Reputation: 5093
I have a Tensorflow R1.13 training code that saves a SavedModel periodically during a long training run (I am following this excellent article on the topic). I have noticed that each time the model is saved the size increases. In fact it seems that it increases exactly linearly each time, and seems to be a multiple of the initial file size. I wonder if TF is keeping a reference to all previous saved files and accumulating them for each later save. Below are the file sizes for several SavedModel files written in sequence over time, as training progresses.
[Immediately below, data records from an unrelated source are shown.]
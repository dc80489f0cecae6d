// This Source Code Form is subject to the terms of the Mozilla Public
// License, v. 2.0. If a copy of the MPL was not distributed with this
// file, You can obtain one at https://mozilla.org/MPL/2.0/.
//
// Copyright (c) 2025 Pegasus Heavy Industries, LLC

//! Error types for module resolution

use std::path::PathBuf;
use thiserror::Error;

/// Result type for resolution
pub type Result<T> = std::result::Result<T, ResolveError>;

/// Errors that can occur while resolving a specifier
#[derive(Debug, Error)]
pub enum ResolveError {
    /// Every candidate was tried and none exists
    #[error("Cannot find module '{specifier}' from '{}'", from.display())]
    NotFound {
        /// Requested specifier
        specifier: String,
        /// Referencing file
        from: PathBuf,
    },

    /// A package.json could not be parsed
    #[error("Invalid package.json at '{}': {source}", path.display())]
    InvalidPackage {
        /// Manifest path
        path: PathBuf,
        /// Parse failure
        #[source]
        source: serde_json::Error,
    },

    /// File system error
    #[error("File system error: {0}")]
    Io(#[from] std::io::Error),
}

impl ResolveError {
    /// Create a not-found error
    pub fn not_found(specifier: impl Into<String>, from: impl Into<PathBuf>) -> Self {
        Self::NotFound {
            specifier: specifier.into(),
            from: from.into(),
        }
    }

    /// Whether this is a not-found error
    pub fn is_not_found(&self) -> bool {
        matches!(self, Self::NotFound { .. })
    }
}
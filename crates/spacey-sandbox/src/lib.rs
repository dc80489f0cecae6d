// This Source Code Form is subject to the terms of the Mozilla Public
// License, v. 2.0. If a copy of the MPL was not distributed with this
// file, You can obtain one at https://mozilla.org/MPL/2.0/.
//
// Copyright (c) 2025 Pegasus Heavy Industries, LLC

//! # spacey-sandbox
//!
//! Runs the bundles of a build inside simulated runtimes and reads back what
//! they export.
//!
//! - Browser contexts: `window`, `document`, `fetch`, `atob`/`btoa`, script tags
//! - Process contexts: `module`, `exports`, `require`, `process`, an `fs` shim
//! - Hybrid contexts (Electron renderer): both on one global object
//! - Deferred loads drained at a single join point before extraction
//! - HTML entries run the local scripts they reference
//!
//! ```rust,ignore
//! use spacey_sandbox::{Bundle, Environment, Globals, RunOptions, Sandbox};
//! use spacey_resolve::MemoryFs;
//! use std::sync::Arc;
//!
//! let fs = Arc::new(MemoryFs::new().with_file("/dist/index.js", "module.exports = 42;"));
//! let bundle = Bundle::js("/dist/index.js", Environment::new("node", "commonjs"));
//! let outcome = Sandbox::new(fs)
//!     .run_bundles(&[bundle.clone()], &bundle, &Globals::new(), RunOptions::default())
//!     .await?;
//! ```

#![warn(missing_docs)]
#![warn(clippy::all)]

pub mod bundle;
mod context;
pub mod error;
pub mod host;
pub mod html;
pub mod pending;
mod sandbox;

pub use bundle::{
    Bundle, BundleGraph, BundleType, ContextKind, EnvContext, Environment, ExportStrategy,
    OutputFormat,
};
pub use context::{ConsoleLevel, ConsoleMessage, ExecutionContext};
pub use error::{Result, SandboxError};
pub use host::{HostModuleFactory, HostModules};
pub use sandbox::{Exports, Globals, Outcome, RunOptions, Sandbox, SandboxConfig};

/// Engine value type, re-exported for callers inspecting exports
pub use boa_engine::JsValue;
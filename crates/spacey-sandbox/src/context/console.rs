// This Source Code Form is subject to the terms of the Mozilla Public
// License, v. 2.0. If a copy of the MPL was not distributed with this
// file, You can obtain one at https://mozilla.org/MPL/2.0/.
//
// Copyright (c) 2025 Pegasus Heavy Industries, LLC

//! Captured `console`

use boa_engine::{Context, JsResult, JsValue, js_string};
use boa_gc::{Finalize, Trace};
use std::fmt;
use std::rc::Rc;

use super::{RunState, Shim, native, set};

/// Severity of a console call
#[derive(Debug, Clone, Copy, PartialEq, Eq, Hash)]
pub enum ConsoleLevel {
    /// `console.log`
    Log,
    /// `console.info`
    Info,
    /// `console.debug` and `console.trace`
    Debug,
    /// `console.warn`
    Warn,
    /// `console.error`
    Error,
}

impl fmt::Display for ConsoleLevel {
    fn fmt(&self, f: &mut fmt::Formatter<'_>) -> fmt::Result {
        f.write_str(match self {
            Self::Log => "log",
            Self::Info => "info",
            Self::Debug => "debug",
            Self::Warn => "warn",
            Self::Error => "error",
        })
    }
}

/// One line written by sandboxed code
#[derive(Debug, Clone, PartialEq, Eq)]
pub struct ConsoleMessage {
    /// Method that was called
    pub level: ConsoleLevel,
    /// Arguments joined with spaces
    pub text: String,
}

#[derive(Clone, Trace, Finalize)]
struct ConsoleShim {
    #[unsafe_ignore_trace]
    state: Rc<RunState>,
    #[unsafe_ignore_trace]
    level: ConsoleLevel,
}

const METHODS: &[(&str, ConsoleLevel)] = &[
    ("log", ConsoleLevel::Log),
    ("info", ConsoleLevel::Info),
    ("debug", ConsoleLevel::Debug),
    ("trace", ConsoleLevel::Debug),
    ("warn", ConsoleLevel::Warn),
    ("error", ConsoleLevel::Error),
];

pub(super) fn install(context: &mut Context, shim: &Shim) -> JsResult<()> {
    let console = boa_engine::JsObject::with_object_proto(context.intrinsics());
    for &(name, level) in METHODS {
        let captures = ConsoleShim {
            state: shim.state.clone(),
            level,
        };
        let method = native(context, name, 0, captures, write);
        set(&console, name, method, context)?;
    }

    let global = context.global_object();
    global.set(js_string!("console"), console, true, context)?;
    Ok(())
}

fn write(_this: &JsValue, args: &[JsValue], shim: &ConsoleShim, context: &mut Context) -> JsResult<JsValue> {
    let mut parts = Vec::with_capacity(args.len());
    for arg in args {
        if arg.is_string() {
            parts.push(arg.to_string(context)?.to_std_string_escaped());
        } else {
            parts.push(arg.display().to_string());
        }
    }
    let text = parts.join(" ");

    match shim.level {
        ConsoleLevel::Error => tracing::error!(target: "spacey_sandbox::console", "{text}"),
        ConsoleLevel::Warn => tracing::warn!(target: "spacey_sandbox::console", "{text}"),
        ConsoleLevel::Debug => tracing::debug!(target: "spacey_sandbox::console", "{text}"),
        ConsoleLevel::Log | ConsoleLevel::Info => {
            tracing::info!(target: "spacey_sandbox::console", "{text}")
        }
    }

    shim.state.console.borrow_mut().push(ConsoleMessage {
        level: shim.level,
        text,
    });
    Ok(JsValue::undefined())
}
-rw-rw-r-- 1 ubuntu ubuntu 576962 Apr 15 23:56 ./model_accuracy_0.361/saved_model.pb
-rw-rw-r-- 1 ubuntu ubuntu 1116716 Apr 15 23:58 ./model_accuracy_0.539/saved_model.pb
-rw-rw-r-- 1 ubuntu ubuntu 1656470 Apr 16 00:11 ./model_accuracy_0.811/saved_model.pb
-rw-rw-r-- 1 ubuntu ubuntu 2196440 Apr 16 00:15 ./model_accuracy_0.819/saved_model.pb
-rw-rw-r-- 1 ubuntu ubuntu 2736794 Apr 16 00:17 ./model_accuracy_0.886/saved_model.pb
-rw-rw-r-- 1 ubuntu ubuntu 3277150 Apr 16 00:19 ./model_accuracy_0.908/saved_model.pb
-rw-rw-r-- 1 ubuntu ubuntu 3817530 Apr 16 00:21 ./model_accuracy_0.919/saved_model.pb
-rw-rw-r-- 1 ubuntu ubuntu 4357950 Apr 16 00:25 ./model_accuracy_0.930/saved_model.pb
-rw-rw-r-- 1 ubuntu ubuntu 4898492 Apr 16 00:27 ./model_accuracy_0.937/saved_model.pb
Is there a way to cull out the previous saved versions? Or at least prevent them from being accumulated in the first place? I will certainly only keep the last file, but it seems to be 10x larger than it should be.
Below is my code (largely copied from Silva):
# Creates the TensorInfo protobuf objects that encapsulates the input/output tensors
tensor_info_input_data_1 = tf.saved_model.utils.build_tensor_info(gd.data_1)
tensor_info_input_data_2 = tf.saved_model.utils.build_tensor_info(gd.data_2)
tensor_info_input_keep = tf.saved_model.utils.build_tensor_info(gd.keep )
# output tensor info
tensor_info_output_pred = tf.saved_model.utils.build_tensor_info(gd.targ_pred_oneh)
tensor_info_output_soft = tf.saved_model.utils.build_tensor_info(gd.targ_pred_soft)
# Define the SignatureDef for this export
prediction_signature = \
tf.saved_model.signature_def_utils.build_signature_def(
inputs={
'data_1': tensor_info_input_data_1,
'data_2': tensor_info_input_data_2,
'keep' : tensor_info_input_keep
},
outputs={
'pred_orig': tensor_info_output_pred,
'pred_soft': tensor_info_output_soft
},
method_name=tf.saved_model.signature_constants.CLASSIFY_METHOD_NAME)
graph_entry_point_name = "my_model" # The logical name for the model in TF Serving
try:
builder = tf.saved_model.builder.SavedModelBuilder(saved_model_path)
builder.add_meta_graph_and_variables(
sess= sess,
tags=[tf.saved_model.tag_constants.SERVING],
signature_def_map = {graph_entry_point_name:prediction_signature}
)
builder.save(as_text=False)
if verbose:
print(" SavedModel graph written successfully. " )
success = True
except Exception as e:
print(" WARNING::SavedModel write FAILED. " )
traceback.print_tb(e.__traceback__)
success = False
return success
Upvotes: 3
Views: 554
Reputation: 652
Set clear_extraneous_saver = True for Saver
meta_graph_def = saver.export_meta_graph( clear_devices=clear_devices, clear_extraneous_savers=True, strip_default_attrs=strip_default_attrs)
Upvotes: 0
Reputation: 415
@Hephaestus,
If you're constructing a SavedModelBuilder
each time, then it'll add new save operations to the graph every time you save
.
Instead, you can construct SavedModelBuilder
only once and just call builder.save
repeatedly. This will not add new ops to the graph on each save
call.
Alternatively I think you can create your own tf.train.Saver
and pass it to add_meta_graph_and_variables
. Then it shouldn't create any new operations.
A good debugging aid is tf.get_default_graph().finalize()
once you're done graph building, which will throw an exception rather than expanding the graph like this.
Hope this helps.
Upvotes: 1